According to the World Health Organization (WHO), there are 422 million people with diabetes mellitus (DM) and 318 million with impaired glucose tolerance (dysglycemia). This is an important public health issue that requires attention given its relationship to a plethora of chronic diseases as well as economic burden. We know that overweight (BMI > 25) and obesity (BMI>30) also lead to increased health risk relative to increasing values. However, we must look beyond these numbers alone and consider numerous factors that contribute to metabolic imbalances.
Insulin resistance (IR) is a condition that occurs when excess glucose in the blood reduces the cell’s ability to utilize blood sugar for energy. Blood sugar regulation is a critical factor because when cells lose their ability to respond normally to insulin, the result is a build-up of glucose in the blood. The body attempts to cope with this situation by producing more insulin. Over time, the pancreas loses its ability to produce insulin. IR has the potential to result in type 2 diabetes, pre-diabetes, or gestational diabetes. “Metabolic syndrome” describes a group of pathophysiological changes based on insulin resistance that may lead to damage of the heart, blood vessels, kidneys, and nerves. While poor diet may be a contributing factor, a comprehensive approach to IR with dietary and lifestyle changes is often warranted given the impact of other factors such as toxins, sedentary lifestyle, chronic inflammation, and chronic stress that lead to unhealthy blood sugar metabolism.
There are numerous symptoms that may be related to impaired blood sugar control; however, people with IR may initially have no complaints. High blood sugar levels may include symptoms such as fatigue, hunger, brain fog, increased weight gain, high blood pressure and high cholesterol.
Common approaches to promote healthy blood sugar metabolism include dietary guidelines, weight loss, and regular exercise. Often times an unhealthy diet is deficient in the nutrients necessary to support healthy cell membranes, insulin receptors, and a strong insulin signal. In addition, poor diets associated with high glucose levels have been shown to affect gene expression, which is important for heathy blood sugar metabolism. Some basic dietary changes include limiting the following: sugar and grains, inflammatory fatty acids, and conventional grain fed meat. These should be replaced with healthy fats such as olives/olive oil, avocado, and grass-fed meats and wild fish. Controlling the glycemic load of a meal is important and can be accomplished by combining protein, fats, and whole food carbohydrates at every meal/snack while avoiding quickly absorbed carbohydrates that raise sugar and insulin levels. Nutritional supplementation that supports blood sugar metabolism may also be appropriate.

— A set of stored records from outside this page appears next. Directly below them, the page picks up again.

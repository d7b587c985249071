//! `SeaORM` entity definitions, one module per table.

pub mod delivery;
pub mod feed;
pub mod follow_request;
pub mod following;
pub mod hashtag;
pub mod inbox;
pub mod note;
pub mod outbox;
pub mod person;
pub mod person_keypair;
pub mod poll;
pub mod poll_vote;
pub mod share;

pub use delivery::Entity as Delivery;
pub use feed::Entity as Feed;
pub use follow_request::Entity as FollowRequest;
pub use following::Entity as Following;
pub use hashtag::Entity as Hashtag;
pub use inbox::Entity as Inbox;
pub use note::Entity as Note;
pub use outbox::Entity as Outbox;
pub use person::Entity as Person;
pub use person_keypair::Entity as PersonKeypair;
pub use poll::Entity as Poll;
pub use poll_vote::Entity as PollVote;
pub use share::Entity as Share;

A combination of nutrients that support blood sugar metabolism may include a quality multivitamin and mineral in addition to some or all of the following:
Lipoic Acid: Studies have shown that lipoic acid improves insulin sensitivity and promotes healthy blood sugar levels. In addition, lipoic acid acts as an antioxidant and boosts the antioxidant defense system through Nrf-2-mediated gene expression and by modulation of peroxisome proliferator activated receptors-regulated genes. ALA inhibits nuclear factor kappa B and activates AMPK in skeletal muscles, which in turn have a plethora of metabolic consequences.”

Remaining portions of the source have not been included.